Henry Rollins, former punk singer and enduring Renaissance man, is on stage at Warsaw in Brooklyn telling stories about his pandemic lockdown. Under the lights, he clutches the mic in a kind of wrestling pose. His hair has grayed and his trademark biceps diminished, but he’s still a “ricocheting bullet of curiosity and anger,” as he puts it. The audience settles in as Rollins screeches and howls through the centerpiece of his set, an hour-long anecdote about a mentally distressed Finnish fan who broke into his “concrete fortress,” a $3.9 million mansion in the Hollywood Hills, several times during 2020.

“My heart rate elevates, my breathing elevates, my body flushes cold,” Rollins says, with staccato intensity, “because someone came over a wall or a gate and is in my perimeter, kicking my garage door.”

The climax arrives when Rollins catches the fan, interrogates him, and finally punches him in the face before calling the Los Angeles Police Department.
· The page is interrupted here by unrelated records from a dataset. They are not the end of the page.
//! Asset record types owned by the remote record store.

use chrono::{DateTime, Utc};
use serde::{Deserialize, Serialize};

/// Unique identifier of an asset record.
#[derive(Debug, Clone, PartialEq, Eq, Hash, Serialize, Deserialize)]
#[serde(transparent)]
pub struct AssetId(pub String);

impl AssetId {
    /// Creates a new `AssetId` from any string-like input.
    #[must_use]
    pub fn new(id: impl Into<String>) -> Self {
        Self(id.into())
    }

    /// Returns the inner string.
    #[must_use]
    pub fn as_str(&self) -> &str {
        &self.0
    }
}

impl std::fmt::Display for AssetId {
    fn fmt(&self, f: &mut std::fmt::Formatter<'_>) -> std::fmt::Result {
        write!(f, "{}", self.0)
    }
}

impl From<&str> for AssetId {
    fn from(s: &str) -> Self {
        Self::new(s)
    }
}

impl From<String> for AssetId {
    fn from(s: String) -> Self {
        Self::new(s)
    }
}

/// A single media item with metadata and a storage key.
///
/// Records are owned by the remote store; the client only holds read-only
/// copies and never mutates them in place.
#[derive(Debug, Clone, PartialEq, Eq, Serialize, Deserialize)]
pub struct AssetRecord {
    /// Record identifier assigned by the store.
    pub id: AssetId,
    /// Human-readable title.
    pub title: String,
    /// Optional longer description.
    pub description: Option<String>,
    /// Category used for filtering.
    pub category: String,
    /// Key of the image object in the storage bucket.
    pub storage_key: String,
    /// Creation timestamp; the store lists records newest first.
    pub created_at: DateTime<Utc>,
}

/// Fields for creating a new asset record.
#[derive(Debug, Clone, PartialEq, Eq, Serialize, Deserialize)]
pub struct AssetDraft {
    /// Human-readable title.
    pub title: String,
    /// Optional longer description.
    pub description: Option<String>,
    /// Category used for filtering.
    pub category: String,
    /// Key of the already-uploaded image object.
    pub storage_key: String,
}

impl AssetDraft {
    /// Creates a draft with a title, category, and storage key.
    #[must_use]
    pub fn new(
        title: impl Into<String>,
        category: impl Into<String>,
        storage_key: impl Into<String>,
    ) -> Self {
        Self {
            title: title.into(),
            description: None,
            category: category.into(),
            storage_key: storage_key.into(),
        }
    }

    /// Sets the description.
    #[must_use]
    pub fn with_description(mut self, description: impl Into<String>) -> Self {
        self.description = Some(description.into());
        self
    }
}

#[cfg(test)]
mod tests {
    use super::*;

    #[test]
    fn asset_id_display_roundtrip() {
        let id = AssetId::new("abc-123");
        assert_eq!(id.to_string(), "abc-123");
        assert_eq!(id.as_str(), "abc-123");
    }

    #[test]
    fn draft_builder() {
        let draft = AssetDraft::new("Dunes", "Nature", "portfolio/dunes.png")
            .with_description("evening light");
        assert_eq!(draft.description.as_deref(), Some("evening light"));
        assert_eq!(draft.category, "Nature");
    }
}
In his youth, Rollins had something of a sadistic streak, but he has grown more gentle with age. “Mental illness is a real thing,” he says. It’s not right to “take someone who is in need of a doctor and a pill and treatment, and punish them.” In the end, he doesn’t press charges, and the L.A. County courts release the man to his mother and ultimately back to Finland.

Still, Rollins can’t resist offering a solution to the problem of society’s ill and uncared for, in keeping with the rugged individualism he has always espoused: “Stop having five children,” he advises, to peals of audience laughter. “Control yourselves.”